Sarsina  () is an Italian town situated in the  province of Forlì-Cesena, Emilia-Romagna, northern Italy. Its territory is included in the Tuscan-Romagnolo Apennines.

History
Ancient Sarsina or Sassina was a town of the Umbri. Captured by Cornelius Scipio in 271 BC, it became later a municipium of the Roman empire. In 266 BC Roman consuls celebrated a triumph over the Sassinates.  It is mentioned in the Fasti, and in the enumeration of the Italian allies of the Romans in 225 BCE the Umbri and Sassinates are mentioned, on an equal footing, as providing 20,000 men between them.

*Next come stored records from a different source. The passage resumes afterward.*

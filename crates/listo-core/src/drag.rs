use crate::Item;
use crate::mutation::{self, Mutation};

/// In-progress drag of an active item.
///
/// Lives for a single gesture. Owners hold it as `Option<DragSession>` and
/// drop it when the gesture ends or is interrupted; it is never persisted.
#[derive(Debug, Clone, Copy, PartialEq, Eq)]
pub struct DragSession {
    index: usize,
}

impl DragSession {
    /// Start dragging the active item at `index`. Returns `None` when the index
    /// does not point into the active subsequence.
    #[must_use]
    pub fn begin(items: &[Item], index: usize) -> Option<Self> {
        (index < mutation::active_len(items)).then_some(Self { index })
    }

    /// Active index of the dragged item.
    #[must_use]
    pub const fn index(&self) -> usize {
        self.index
    }

    /// The pointer moved over the active row at `target`: move the dragged item there.
    pub fn enter(&mut self, items: &[Item], target: usize) -> Mutation {
        let result = mutation::reorder_item(items, self.index, target);
        if result.is_changed() {
            self.index = target;
        }
        result
    }
}
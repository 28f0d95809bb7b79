use std::collections::HashMap;
use std::sync::{Mutex, MutexGuard};

use crate::{BlobStore, StoreError};

/// In-process store with an optional byte quota across all keys.
#[derive(Debug, Default)]
pub struct MemoryStore {
    entries: Mutex<HashMap<String, String>>,
    quota: Option<usize>,
}

impl MemoryStore {
    /// Unbounded store.
    #[must_use]
    pub fn new() -> Self {
        Self::default()
    }

    /// Store that rejects writes once keys and values exceed `quota` bytes in total.
    #[must_use]
    pub fn with_quota(quota: usize) -> Self {
        Self {
            entries: Mutex::default(),
            quota: Some(quota),
        }
    }

    fn entries(&self) -> Result<MutexGuard<'_, HashMap<String, String>>, StoreError> {
        self.entries.lock().map_err(|_| StoreError::LockError)
    }
}

impl BlobStore for MemoryStore {
    fn get(&self, key: &str) -> Result<Option<String>, StoreError> {
        Ok(self.entries()?.get(key).cloned())
    }

    fn set(&self, key: &str, value: &str) -> Result<(), StoreError> {
        let mut entries = self.entries()?;
        if let Some(quota) = self.quota {
            let others: usize = entries
                .iter()
                .filter(|(existing, _)| existing.as_str() != key)
                .map(|(existing, stored)| existing.len() + stored.len())
                .sum();
            let needed = others + key.len() + value.len();
            if needed > quota {
                return Err(StoreError::QuotaExceeded { needed, quota });
            }
        }
        entries.insert(key.to_owned(), value.to_owned());
        Ok(())
    }
}
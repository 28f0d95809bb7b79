//! Error types for listo store operations.

use thiserror::Error;

/// Errors that can occur while reading or writing the persisted collection.
#[derive(Error, Debug)]
pub enum StoreError {
    /// Key is empty or contains characters unsafe for a file name.
    #[error("Invalid storage key: {0:?}")]
    InvalidKey(String),

    /// Write rejected because the store is full.
    #[error("Storage quota exceeded: {needed} bytes needed, {quota} bytes allowed")]
    QuotaExceeded {
        /// Total bytes the store would hold after the write.
        needed: usize,
        /// Configured capacity in bytes.
        quota: usize,
    },

    /// Stored value is not a valid collection.
    #[error("Failed to parse stored collection: {0}")]
    Parse(#[source] serde_json::Error),

    /// Collection could not be encoded.
    #[error("Failed to serialize collection: {0}")]
    Serialize(#[source] serde_json::Error),

    /// I/O operation failed.
    #[error("I/O error: {0}")]
    IoError(#[from] std::io::Error),

    /// Atomic replace of the data file failed.
    #[error("Failed to replace data file: {0}")]
    Persist(#[from] tempfile::PersistError),

    /// A previous writer panicked while holding the store.
    #[error("Storage lock poisoned")]
    LockError,
}
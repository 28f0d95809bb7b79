//! Application layer for listo: configuration, logging setup and the
//! [`ListService`] state container a view layer drives.

/// Configuration loading.
pub mod config;
/// Tracing subscriber setup.
pub mod logging;
pub mod service;

pub use config::{DisplayConfig, ListoConfig, StorageConfig};
pub use logging::install_tracing;
pub use service::{ListCard, ListService};
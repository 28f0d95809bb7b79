//! Save/load properties of the collection store.

#![allow(missing_docs)]

use listo_core::{Collection, Item, ShoppingList, ThemeColor, Timestamp};
use listo_store::{CollectionStore, MemoryStore};
use proptest::prelude::*;

fn arb_item() -> impl Strategy<Value = Item> {
    ("[a-zA-Zа-я ]{1,12}", any::<bool>(), any::<i64>()).prop_map(|(text, completed, created_at)| {
        let mut item = Item::new(text, Timestamp(created_at));
        item.completed = completed;
        item
    })
}

fn arb_list() -> impl Strategy<Value = ShoppingList> {
    (
        "[A-Za-z0-9 ]{1,16}",
        prop::collection::vec(arb_item(), 0..8),
        any::<i64>(),
        prop::sample::select(ThemeColor::PALETTE.to_vec()),
    )
        .prop_map(|(title, items, created_at, theme)| {
            let mut list = ShoppingList::new(title, Timestamp(created_at), theme);
            list.items = items;
            list
        })
}

proptest! {
    #[test]
    fn saved_collection_loads_back(lists in prop::collection::vec(arb_list(), 0..5)) {
        let collection = Collection::from(lists);
        let store = CollectionStore::new(MemoryStore::new());
        prop_assert!(store.save(&collection));
        prop_assert_eq!(store.try_load().map_err(|err| TestCaseError::fail(err.to_string()))?, collection);
    }

    #[test]
    fn later_save_replaces_earlier(
        first in prop::collection::vec(arb_list(), 0..3),
        second in prop::collection::vec(arb_list(), 0..3),
    ) {
        let store = CollectionStore::new(MemoryStore::new());
        prop_assert!(store.save(&Collection::from(first)));
        let second = Collection::from(second);
        prop_assert!(store.save(&second));
        prop_assert_eq!(store.load(), second);
    }
}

It is possible that the tribus Sapinia (the name of which is derived from the river Sapis) mentioned by Livy in the account of the Roman marches against the Boii in 201 BC and 196 BC formed a part of the Sassinates.
 
The playwright Plautus was native of Sassina. The town had a strategic importance, as inscriptions,  preserved in the local museum, show. Its milk is frequently mentioned; it was the centre of a pasture district and it provided a number of recruits for the Praetorian Guard. 
 
In the 10th century the bishops obtained the temporal sovereignty of the city and the surrounding district, which thus became a prince-bishopric. From 1327 until 1400 it was disputed for by the Ordelaffi of Forlì, the popes and the bishops. In the fifteenth century it was subject in turn to the Malatesta family of Cesena, and then to the Malatesta branch of Rimini, from whom it was taken by Cesare Borgia (1500–03), on whose death it was captured by the Venetians (1503–09).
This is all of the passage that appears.